Félix Fénéon, Nouvelles en trois lignes, illustrations de Philippe Hélénon, Fata Morgana, Fontfroide le Haut, 2017, 64 pages, 13 €, ISBN : 978-2-85194-981-3.

Beaucoup ont pris Félix Fénéon pour un écrivain qui, comme certains peintres, auraient été « du dimanche », et qui plus est serait mort un samedi au pied d’une page blanche. Et ce pour le simple fait qu’il écrivait des « Nouvelles en trois lignes » – ce qui soulignerait un certain je-m’en-foutisme. C’est – et entre autres – oublier que l’auteur fut un critique informé et pénétrant, et un personnage énigmatique jusqu’en ses allures de Diable (visage long et maigre ponctuée d’une barbiche).

L’auteur que Jarry avait surnommé « Celui qui silence » possédait le goût des travaux indirects qui caractérise les auteurs de l’effacement. Son œuvre est restée longtemps dispersée en milliers d’articles signés ou non. La postérité a entériné la plupart de ses choix : il a su imposer Seurat et les néo-impressionnistes, et a édité Rimbaud et Jules Laforgue.

Son rôle est resté souterrain mais considérable. Et ses nouvelles le demeurent tout autant. On en citera trois – pour l’exemple :
« Un cadavre carbonisé, tel l’aspect de Mme Desméat, d’Alfortville, victime d’une lampe à pétrole. Pourtant, elle respire encore.
Tout le plomb destiné par M. Pregnart aux perdreaux des Alluets-le-Roi, c’est son ami Claret qui le reçut, et dans la croupe.
Des rats rongeaient les parties saillantes du chiffonnier Mauser (en français Ratier) quand on découvrit son cadavre à Saint-Ouen. »

Mystificateur flegmatique imperturbable au verbe rare et assassin, celui qui fut rédacteur au ministère de la Guerre tout en collaborant activement à la presse libertaire évita de faire pleuvoir à tout crin des phrases. Sa polyphonie du monde tel qu’il est pratiqua une médecine littéraire aussi douce que fractale donc efficiente.

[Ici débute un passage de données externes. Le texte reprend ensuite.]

//! Mock size probe for testing.

use async_trait::async_trait;
use std::collections::HashMap;
use std::sync::Arc;
use tokio::sync::RwLock;

use crate::resolver::{ProbeError, SizeProbe, SizeReport};

/// Mock implementation of the SizeProbe trait.
///
/// URLs without a configured report probe as [`SizeReport::Unknown`].
#[derive(Debug)]
pub struct MockSizeProbe {
    reports: Arc<RwLock<HashMap<String, SizeReport>>>,
    probed: Arc<RwLock<Vec<String>>>,
    next_error: Arc<RwLock<Option<ProbeError>>>,
}

impl Default for MockSizeProbe {
    fn default() -> Self {
        Self::new()
    }
}

impl MockSizeProbe {
    pub fn new() -> Self {
        Self {
            reports: Arc::new(RwLock::new(HashMap::new())),
            probed: Arc::new(RwLock::new(Vec::new())),
            next_error: Arc::new(RwLock::new(None)),
        }
    }

    pub async fn set_report(&self, url: &str, report: SizeReport) {
        self.reports.write().await.insert(url.to_string(), report);
    }

    pub async fn set_next_error(&self, error: ProbeError) {
        *self.next_error.write().await = Some(error);
    }

    pub async fn probed_urls(&self) -> Vec<String> {
        self.probed.read().await.clone()
    }
}

#[async_trait]
impl SizeProbe for MockSizeProbe {
    async fn probe(&self, url: &str) -> Result<SizeReport, ProbeError> {
        self.probed.write().await.push(url.to_string());

        if let Some(error) = self.next_error.write().await.take() {
            return Err(error);
        }

        Ok(self
            .reports
            .read()
            .await
            .get(url)
            .copied()
            .unwrap_or(SizeReport::Unknown))
    }
}
//! Wire shapes of the streaming-addon protocol.

use std::fmt;
use std::str::FromStr;

use serde::{Serialize, Serializer};

use crate::media::MediaType;

/// Content type as the protocol names it.
#[derive(Debug, Clone, Copy, PartialEq, Eq, Hash, Serialize)]
#[serde(rename_all = "lowercase")]
pub enum ContentType {
    Movie,
    Series,
}

impl ContentType {
    pub fn as_str(&self) -> &'static str {
        match self {
            ContentType::Movie => "movie",
            ContentType::Series => "series",
        }
    }

    pub fn media_type(&self) -> MediaType {
        match self {
            ContentType::Movie => MediaType::Movie,
            ContentType::Series => MediaType::TvShow,
        }
    }

    /// Id of the single catalog declared for this type.
    pub fn catalog_id(&self) -> &'static str {
        match self {
            ContentType::Movie => "ddl_movies",
            ContentType::Series => "ddl_series",
        }
    }

    fn catalog_name(&self) -> &'static str {
        match self {
            ContentType::Movie => "DDL Movies",
            ContentType::Series => "DDL Series",
        }
    }

    pub fn all() -> [ContentType; 2] {
        [ContentType::Movie, ContentType::Series]
    }
}

impl From<MediaType> for ContentType {
    fn from(media_type: MediaType) -> Self {
        match media_type {
            MediaType::Movie => ContentType::Movie,
            MediaType::TvShow => ContentType::Series,
        }
    }
}

impl fmt::Display for ContentType {
    fn fmt(&self, f: &mut fmt::Formatter<'_>) -> fmt::Result {
        f.write_str(self.as_str())
    }
}

/// The protocol type is not one this catalog serves.
#[derive(Debug, Clone, PartialEq, Eq)]
pub struct UnknownContentType(pub String);

impl FromStr for ContentType {
    type Err = UnknownContentType;

    fn from_str(s: &str) -> Result<Self, Self::Err> {
        match s {
            "movie" => Ok(ContentType::Movie),
            "series" => Ok(ContentType::Series),
            other => Err(UnknownContentType(other.to_string())),
        }
    }
}

#[derive(Debug, Clone, PartialEq, Serialize)]
#[serde(rename_all = "camelCase")]
pub struct Manifest {
    pub id: String,
    pub version: String,
    pub name: String,
    pub description: String,
    pub logo: String,
    pub types: Vec<ContentType>,
    pub resources: Vec<&'static str>,
    pub catalogs: Vec<CatalogDescriptor>,
    pub id_prefixes: Vec<String>,
}

#[derive(Debug, Clone, PartialEq, Serialize)]
pub struct CatalogDescriptor {
    #[serde(rename = "type")]
    pub content_type: ContentType,
    pub id: &'static str,
    pub name: &'static str,
    pub extra: Vec<ExtraField>,
}

impl CatalogDescriptor {
    pub(crate) fn for_type(content_type: ContentType) -> Self {
        Self {
            content_type,
            id: content_type.catalog_id(),
            name: content_type.catalog_name(),
            extra: vec![
                ExtraField {
                    name: "search",
                    is_required: false,
                },
                ExtraField {
                    name: "skip",
                    is_required: false,
                },
            ],
        }
    }
}

/// An optional catalog argument clients may send.
#[derive(Debug, Clone, PartialEq, Serialize)]
#[serde(rename_all = "camelCase")]
pub struct ExtraField {
    pub name: &'static str,
    pub is_required: bool,
}

/// One row of a catalog listing.
#[derive(Debug, Clone, PartialEq, Serialize)]
pub struct CatalogEntry {
    pub id: String,
    #[serde(rename = "type")]
    pub content_type: ContentType,
    pub name: String,
    #[serde(skip_serializing_if = "Option::is_none")]
    pub poster: Option<String>,
    pub year: i32,
    #[serde(skip_serializing_if = "Option::is_none")]
    pub logo: Option<String>,
}

/// Full description of one title.
#[derive(Debug, Clone, PartialEq, Serialize)]
#[serde(rename_all = "camelCase")]
pub struct MetaObject {
    pub id: String,
    #[serde(rename = "type")]
    pub content_type: ContentType,
    pub name: String,
    #[serde(skip_serializing_if = "Option::is_none")]
    pub poster: Option<String>,
    #[serde(skip_serializing_if = "Option::is_none")]
    pub background: Option<String>,
    #[serde(skip_serializing_if = "Option::is_none")]
    pub logo: Option<String>,
    #[serde(skip_serializing_if = "Option::is_none")]
    pub description: Option<String>,
    pub year: i32,
    pub imdb_rating: String,
    pub genres: Vec<String>,
    /// Series only: every stored episode, in season/episode order.
    #[serde(skip_serializing_if = "Option::is_none")]
    pub videos: Option<Vec<Video>>,
}

#[derive(Debug, Clone, PartialEq, Serialize)]
pub struct Video {
    pub id: String,
    pub title: String,
    pub season: u32,
    pub episode: u32,
    #[serde(skip_serializing_if = "Option::is_none")]
    pub thumbnail: Option<String>,
}

/// One playable link.
#[derive(Debug, Clone, PartialEq, Serialize)]
pub struct StreamEntry {
    pub name: &'static str,
    pub title: String,
    pub url: String,
}

#[derive(Debug, Clone, Serialize)]
pub struct CatalogResponse {
    pub metas: Vec<CatalogEntry>,
}

/// `{"meta": {}}` when nothing matched.
#[derive(Debug, Clone, Serialize)]
pub struct MetaResponse {
    #[serde(serialize_with = "serialize_meta")]
    pub meta: Option<MetaObject>,
}

fn serialize_meta<S: Serializer>(meta: &Option<MetaObject>, serializer: S) -> Result<S::Ok, S::Error> {
    match meta {
        Some(meta) => meta.serialize(serializer),
        None => serde_json::Map::new().serialize(serializer),
    }
}

#[derive(Debug, Clone, Serialize)]
pub struct StreamsResponse {
    pub streams: Vec<StreamEntry>,
}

Ses minuscules nouvelles créent une vitrine poétique d’un monde hors de ses gonds. L’auteur cultive l’incongruité en contre-allée du réel. Et quoi de plus propice à la liberté. Et pas seulement de ton. Il inflige à la réalité des camouflets, avec doigté en rien de castrateur. Bien au contraire. Si l’avant-garde veut encore dire quelque chose, elle jaillit chez Fénéon. Là où tant d’écrivains encombrent de leur logos, l’auteur fait éclater le quotidien cadenassé. Le tout dans sa fausse paresse. Elle cache des impulsions foudroyantes. L’écrivain sut s’extraire la nuit du monde au sein de sa solitude épanouie.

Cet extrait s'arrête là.